BucketFS

This section describes how to use the BucketFS file system in Exasol.

What is BucketFS?

BucketFS is a synchronous file system (also known as replicated file system) available in the Exasol cluster. Each cluster node can connect to this service through the HTTPS interface and will see exactly the same content.

A BucketFS service contains a number of buckets, and every bucket stores a number of files. Each bucket can have different access privileges. Folders are not supported directly, but if you specify an upload path including folders, these will be created. If all files from a folder are deleted, the folder will be dropped automatically.

Writing data to BucketFS is an atomic operation. There is no lock on files, so the latest write operation will overwrite the file.

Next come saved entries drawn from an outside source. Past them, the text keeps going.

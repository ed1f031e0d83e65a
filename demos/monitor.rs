use meross_lan::{
    Descriptor, Device, HttpTransport, Method, MessageLogMode, Namespace, Transport, get_payload,
};
use std::env;
use std::time::Duration;

const POLLED: &[Namespace] = &[
    Namespace::ToggleX,
    Namespace::Toggle,
    Namespace::ThermostatMode,
    Namespace::DiffuserLight,
    Namespace::DiffuserSpray,
    Namespace::DiffuserSensor,
    Namespace::SensorLatest,
    Namespace::SensorLatestX,
    Namespace::Mp3,
];

#[tokio::main]
async fn main() -> meross_lan::Result<()> {
    tracing_subscriber::fmt::init();

    let args: Vec<String> = env::args().collect();
    let host = args.get(1).expect("usage: monitor <host> [key] [--log <path>]");
    let key = args.get(2).filter(|a| !a.starts_with("--")).cloned().unwrap_or_default();
    let log_path = args
        .iter()
        .position(|a| a == "--log")
        .and_then(|i| args.get(i + 1));

    let mut builder = HttpTransport::builder(host).key(key);
    if let Some(path) = log_path {
        builder = builder.message_log(MessageLogMode::Diffed, path);
    }
    let transport = builder.build()?;

    println!("Querying {host}...");
    let all = transport
        .request(Namespace::SystemAll, Method::Get, get_payload(Namespace::SystemAll))
        .await?;
    let ability = transport
        .request(Namespace::SystemAbility, Method::Get, get_payload(Namespace::SystemAbility))
        .await?;
    let descriptor = Descriptor::from_payloads(&all.payload, &ability.payload)?;

    let mut device = Device::builder(descriptor)
        .on_flush(|entity| {
            if entity.available() {
                println!("{entity:?}");
            } else {
                println!("[{}] unavailable", entity.id());
            }
        })
        .build();
    println!("Device {} with {} entities", device.uuid(), device.entities().count());

    loop {
        for namespace in POLLED {
            if !device.dispatcher().supports(*namespace) {
                continue;
            }
            if let Err(e) = device.poll(&transport, *namespace).await {
                eprintln!("Poll {namespace} failed: {e}");
            }
        }
        tokio::time::sleep(Duration::from_secs(30)).await;
    }
}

In contrast to the database itself, BucketFS is a pure file-based system and has no transactional semantic.

When scripts are executed in parallel on the Exasol cluster, there are some use cases where all instances have to access the same external data. Your algorithms could for example use a statistical model or weather data. For such requirements, it is obviously possible to use an external service such as a file server. But in terms of performance, it is quite handy to have such data available locally on the cluster nodes. The Exasol BucketFS file system is developed for such use cases, where data should be stored synchronously and replicated across the cluster.

For detailed steps on how to create a new BucketFS service and create new buckets, see BucketFS Setup.

For additional information on BucketFS and how to expand the script languages (for example, installing additional R packages) or even integrate completely new languages into the script framework using BucketFS, refer to the following Adding New Packages to Existing Script Languages section.

Usage Notes

  • BucketFS provides a default bucket that contains pre-installed script languages (Java, Python, R). For storing larger amounts of user data we recommend that you create a separate BucketFS instance on a separate partition.
  • The data in BucketFS is replicated locally on every server and automatically synchronized. Therefore, you should not store very large amounts of data in BucketFS.
  • The data in BucketFS is not part of the database backups and has to be backed up manually if required.
  • In a fresh installation of Exasol, the default BucketFS service does not have a TLS port defined. As an admin, you need to add the HTTP or HTTPS port number. The recommended default port for BucketFS service is 2580.